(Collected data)
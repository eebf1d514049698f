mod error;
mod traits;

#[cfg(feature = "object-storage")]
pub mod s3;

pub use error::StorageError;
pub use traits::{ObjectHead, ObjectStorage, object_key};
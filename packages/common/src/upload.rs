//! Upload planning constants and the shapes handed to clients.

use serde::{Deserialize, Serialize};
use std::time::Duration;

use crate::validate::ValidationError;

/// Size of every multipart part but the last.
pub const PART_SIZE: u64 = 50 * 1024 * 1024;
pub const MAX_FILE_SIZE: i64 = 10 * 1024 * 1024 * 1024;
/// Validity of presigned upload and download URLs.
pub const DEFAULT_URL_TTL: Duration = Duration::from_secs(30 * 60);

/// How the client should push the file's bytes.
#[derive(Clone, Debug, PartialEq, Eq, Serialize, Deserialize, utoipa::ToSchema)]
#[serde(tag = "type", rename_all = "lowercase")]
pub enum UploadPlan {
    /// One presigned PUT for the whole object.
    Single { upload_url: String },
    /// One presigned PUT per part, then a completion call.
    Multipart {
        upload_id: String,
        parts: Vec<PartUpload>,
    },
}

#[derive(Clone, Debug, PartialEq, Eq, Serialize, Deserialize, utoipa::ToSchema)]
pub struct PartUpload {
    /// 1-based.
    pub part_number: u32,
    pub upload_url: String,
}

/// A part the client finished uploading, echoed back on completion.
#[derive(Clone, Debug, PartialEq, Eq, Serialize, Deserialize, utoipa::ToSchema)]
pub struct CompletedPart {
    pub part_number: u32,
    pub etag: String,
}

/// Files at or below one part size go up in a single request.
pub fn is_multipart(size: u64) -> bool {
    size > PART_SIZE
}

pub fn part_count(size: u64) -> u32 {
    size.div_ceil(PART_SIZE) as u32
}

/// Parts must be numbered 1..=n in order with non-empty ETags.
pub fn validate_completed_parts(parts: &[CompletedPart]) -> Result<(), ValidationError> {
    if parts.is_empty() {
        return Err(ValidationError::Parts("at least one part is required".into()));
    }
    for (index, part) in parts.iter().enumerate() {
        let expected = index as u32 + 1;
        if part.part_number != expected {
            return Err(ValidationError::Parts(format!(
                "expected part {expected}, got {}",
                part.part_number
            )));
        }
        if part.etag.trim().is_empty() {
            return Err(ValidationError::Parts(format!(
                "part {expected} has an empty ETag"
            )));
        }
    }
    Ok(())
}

ACTIVITY:
Each record above must be given again exactly.

RESULT OF THE EXERCISE:
repository eebf1d514049698f
mod error;
mod traits;

#[cfg(feature = "object-storage")]
pub mod s3;

pub use error::StorageError;
pub use traits::{ObjectHead, ObjectStorage, object_key};
filename packages/common/src/upload.rs
//! Upload planning constants and the shapes handed to clients.

use serde::{Deserialize, Serialize};
use std::time::Duration;

use crate::validate::ValidationError;

/// Size of every multipart part but the last.
pub const PART_SIZE: u64 = 50 * 1024 * 1024;
pub const MAX_FILE_SIZE: i64 = 10 * 1024 * 1024 * 1024;
/// Validity of presigned upload and download URLs.
pub const DEFAULT_URL_TTL: Duration = Duration::from_secs(30 * 60);

/// How the client should push the file's bytes.
#[derive(Clone, Debug, PartialEq, Eq, Serialize, Deserialize, utoipa::ToSchema)]
#[serde(tag = "type", rename_all = "lowercase")]
pub enum UploadPlan {
    /// One presigned PUT for the whole object.
    Single { upload_url: String },
    /// One presigned PUT per part, then a completion call.
    Multipart {
        upload_id: String,
        parts: Vec<PartUpload>,
    },
}

#[derive(Clone, Debug, PartialEq, Eq, Serialize, Deserialize, utoipa::ToSchema)]
pub struct PartUpload {
    /// 1-based.
    pub part_number: u32,
    pub upload_url: String,
}

/// A part the client finished uploading, echoed back on completion.
#[derive(Clone, Debug, PartialEq, Eq, Serialize, Deserialize, utoipa::ToSchema)]
pub struct CompletedPart {
    pub part_number: u32,
    pub etag: String,
}

/// Files at or below one part size go up in a single request.
pub fn is_multipart(size: u64) -> bool {
    size > PART_SIZE
}

pub fn part_count(size: u64) -> u32 {
    size.div_ceil(PART_SIZE) as u32
}

/// Parts must be numbered 1..=n in order with non-empty ETags.
pub fn validate_completed_parts(parts: &[CompletedPart]) -> Result<(), ValidationError> {
    if parts.is_empty() {
        return Err(ValidationError::Parts("at least one part is required".into()));
    }
    for (index, part) in parts.iter().enumerate() {
        let expected = index as u32 + 1;
        if part.part_number != expected {
            return Err(ValidationError::Parts(format!(
                "expected part {expected}, got {}",
                part.part_number
            )));
        }
        if part.etag.trim().is_empty() {
            return Err(ValidationError::Parts(format!(
                "part {expected} has an empty ETag"
            )));
        }
    }
    Ok(())
}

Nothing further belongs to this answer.